Career Magazine

Wedding Planner Q&A – “After One Year in Business, I Don’t Have Any Clients at All, What Do I Do?”

By Sharonhill @sharonhill

Wedding Planner Q&A - What DO I Do When I Don't Have Any Clients

If your wedding planning business isn’t taking off, you may need to make these changes to your marketing and your mindset.

Question

What do you do when you’ve been in business for over a year and still have no business? I’ve had leads and interested brides but nothing has come of them. I’ve done weddings before going official but since forming the business, nothing.

I’m still marketing, by buying ads on wedding websites and attending networking events.

I’m trying to reach brides who are funky and eclectic.

Answer

A year is a long time to go without a client so I applaud you for hanging in. Getting your first brides can be tough but once you do, you can expect more.

Here are 2 important tips that can help you get business:

1) Your marketing image and style, both online and off, must appeal to your target brides

You have a very specific niche, which is great, too many new wedding planners try to appeal to every bride and end up not appealing to anyone.

But, looking at your social media pages and website, it appears you are looking for brides who want romantic, classic weddings not the type of brides that you say you want. The websites in which you advertise, although many brides visit them, are targeted to those who want traditional weddings. Your target market is probably not looking at them for help planning their weddings.

Do some research, look at different blogs and websites that show the weddings of funky, eclectic brides so you get an idea of their style, interests and wedding planning needs.
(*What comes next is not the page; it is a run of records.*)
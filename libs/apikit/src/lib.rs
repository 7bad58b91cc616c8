//! apikit — pre-configured Axum application kit
//!
//! The kit wraps an axum application with the plumbing every service ends
//! up writing by hand: request/response logging with trace ids, a
//! centralized error-to-response mapping, an environment-driven structured
//! logger, layered configuration, health check and docs routes, lifecycle
//! hooks and graceful shutdown.
//!
//! Quick start:
//!
//! ```ignore
//! use apikit::server::AppBuilder;
//! use apikit::{AppConfig, api};
//! use axum::{Router, routing::get};
//!
//! #[tokio::main]
//! async fn main() -> anyhow::Result<()> {
//!     let router = Router::new().route("/hello", get(|| async { "hello" }));
//!     AppBuilder::new(AppConfig::default())
//!         .with_router(router)
//!         .with_errors(api::builtin_registry())
//!         .build()?
//!         .serve()
//!         .await
//! }
//! ```

pub mod api;
pub mod config;
pub mod server;
pub mod telemetry;

// Re-export the classification types so callers rarely need the
// apikit-errors crate directly.
pub use apikit_errors::{ErrorBody, ErrorInfo, ErrorRegistry, Severity};

pub use config::{AppConfig, Stage};
pub use server::{App, AppBuilder};
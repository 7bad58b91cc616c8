//! Application configuration
//!
//! Configuration is layered the same way on every service built with the
//! kit: struct defaults, then a YAML file (explicit path or the
//! `APIKIT_CONFIG` environment variable), then `APIKIT__*` environment
//! overrides. The extracted [`AppConfig`] is built once at assembly time
//! and immutable afterwards.

use std::path::Path;
use std::time::Duration;

use figment::Figment;
use figment::providers::{Env, Format, Serialized, Yaml};
use serde::{Deserialize, Serialize};

/// Environment variable holding the configuration file path.
pub const CONFIG_PATH_ENV: &str = "APIKIT_CONFIG";

/// Prefix for environment overrides, e.g. `APIKIT__SERVER__PORT=8080`.
const ENV_PREFIX: &str = "APIKIT__";

/// Configuration error for loading and validation.
#[derive(thiserror::Error, Debug)]
pub enum ConfigError {
    #[error("config file does not exist: {path}")]
    FileNotFound { path: String },
    #[error("path '{path}' for {field} must start with '/'")]
    NotAbsolutePath { field: &'static str, path: String },
    #[error("invalid configuration: {source}")]
    Invalid {
        #[from]
        source: figment::Error,
    },
}

/// Deployment stage, controlling how much error detail leaves the process.
#[derive(Debug, Clone, Copy, PartialEq, Eq, Default, Serialize, Deserialize)]
#[serde(rename_all = "lowercase")]
pub enum Stage {
    #[default]
    Dev,
    Staging,
    Prod,
}

impl Stage {
    /// Error detail and stack information are suppressed in production.
    #[must_use]
    pub fn is_production(self) -> bool {
        matches!(self, Self::Prod)
    }
}

impl std::fmt::Display for Stage {
    fn fmt(&self, f: &mut std::fmt::Formatter<'_>) -> std::fmt::Result {
        let name = match self {
            Self::Dev => "dev",
            Self::Staging => "staging",
            Self::Prod => "prod",
        };
        f.write_str(name)
    }
}

/// Listener address of the HTTP server.
#[derive(Debug, Clone, Serialize, Deserialize)]
#[serde(default)]
pub struct ServerConfig {
    pub host: String,
    pub port: u16,
}

impl Default for ServerConfig {
    fn default() -> Self {
        Self {
            host: "127.0.0.1".to_owned(),
            port: 8000,
        }
    }
}

/// Application-level settings consumed by the factory.
#[derive(Debug, Clone, Serialize, Deserialize)]
#[serde(default)]
pub struct AppConfig {
    /// Service title, shown in the generated API docs.
    pub title: String,
    /// Service version, shown in the generated API docs.
    pub version: String,
    /// Prefix all caller routers are mounted under, e.g. `/api/v1`.
    /// Empty means the root.
    pub prefix_url: String,
    /// Seconds to wait for in-flight requests when shutting down.
    pub graceful_timeout: u64,
    /// Serve `openapi.json`, Swagger UI and ReDoc routes.
    pub docs_enable: bool,
    /// Prefix for the docs routes; falls back to `prefix_url` when empty.
    pub docs_prefix_url: String,
    /// Path of the health-check endpoint.
    pub health_check_api: String,
    pub stage: Stage,
    /// Install the permissive CORS layer.
    pub cors_enable: bool,
    pub server: ServerConfig,
}

impl Default for AppConfig {
    fn default() -> Self {
        Self {
            title: String::new(),
            version: String::new(),
            prefix_url: String::new(),
            graceful_timeout: 10,
            docs_enable: true,
            docs_prefix_url: String::new(),
            health_check_api: "/healthz".to_owned(),
            stage: Stage::Dev,
            cors_enable: true,
            server: ServerConfig::default(),
        }
    }
}

impl AppConfig {
    /// Load layered configuration:
    /// 1) struct defaults -> 2) YAML file (explicit path, else
    /// `APIKIT_CONFIG`) -> 3) `APIKIT__*` environment overrides.
    ///
    /// # Errors
    /// Returns an error if a named config file is missing, a value cannot
    /// be deserialized, or validation fails.
    pub fn load(path: Option<&Path>) -> Result<Self, ConfigError> {
        let mut figment = Figment::from(Serialized::defaults(Self::default()));

        let file = path
            .map(Path::to_path_buf)
            .or_else(|| std::env::var(CONFIG_PATH_ENV).ok().map(Into::into));
        if let Some(file) = file {
            if !file.is_file() {
                return Err(ConfigError::FileNotFound {
                    path: file.display().to_string(),
                });
            }
            figment = figment.merge(Yaml::file(file));
        }

        let config: Self = figment
            .merge(Env::prefixed(ENV_PREFIX).split("__"))
            .extract()?;
        config.validate()?;
        Ok(config)
    }

    pub(crate) fn validate(&self) -> Result<(), ConfigError> {
        for (field, value) in [
            ("prefix_url", &self.prefix_url),
            ("docs_prefix_url", &self.docs_prefix_url),
        ] {
            if !value.is_empty() && !value.starts_with('/') {
                return Err(ConfigError::NotAbsolutePath {
                    field,
                    path: value.clone(),
                });
            }
        }
        if !self.health_check_api.starts_with('/') {
            return Err(ConfigError::NotAbsolutePath {
                field: "health_check_api",
                path: self.health_check_api.clone(),
            });
        }
        Ok(())
    }

    /// Effective prefix for the docs routes.
    #[must_use]
    pub fn docs_prefix(&self) -> &str {
        if self.docs_prefix_url.is_empty() {
            &self.prefix_url
        } else {
            &self.docs_prefix_url
        }
    }

    #[must_use]
    pub fn graceful_timeout(&self) -> Duration {
        Duration::from_secs(self.graceful_timeout)
    }
}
Find out where you can meet them locally, get to know them and become a part of their social groups. With your new found knowledge, create the services that solve their unique wedding planning problems and a marketing plan and style that will attract them.

2) You must believe that you are worthy of getting work and being well-paid for it

This is an important factor to your success. I’ve seen the lack of self-worth sabotage the businesses of many talented new wedding planners. Some examples of lack of self-worth: you eagerly offer hours of free personalized wedding planning advice. You deeply discount your services because you think offering low rates is the only way a bride will hire you. You desperately accept a bride as a client knowing in your gut that she will be more trouble than she is worth.

If you don’t believe that you have valuable services to offer, neither will any brides and they won’t hire you, they’ll just get free advice from you, or, if they do hire you, they won’t pay you what you’re worth.

So, to get business and be successful, you have to do the outer work of setting up the services brides want and marketing them properly. And, you have to do the inner work of programming yourself to believe you offer valuable services and are worth the money that you charge.

And if you have a pressing question about starting or running your wedding planning business, you can send me an email at [email protected]. I’ll answer them on this blog or in my ezine, “Wedding Planner Tips,” which you can subscribe to here.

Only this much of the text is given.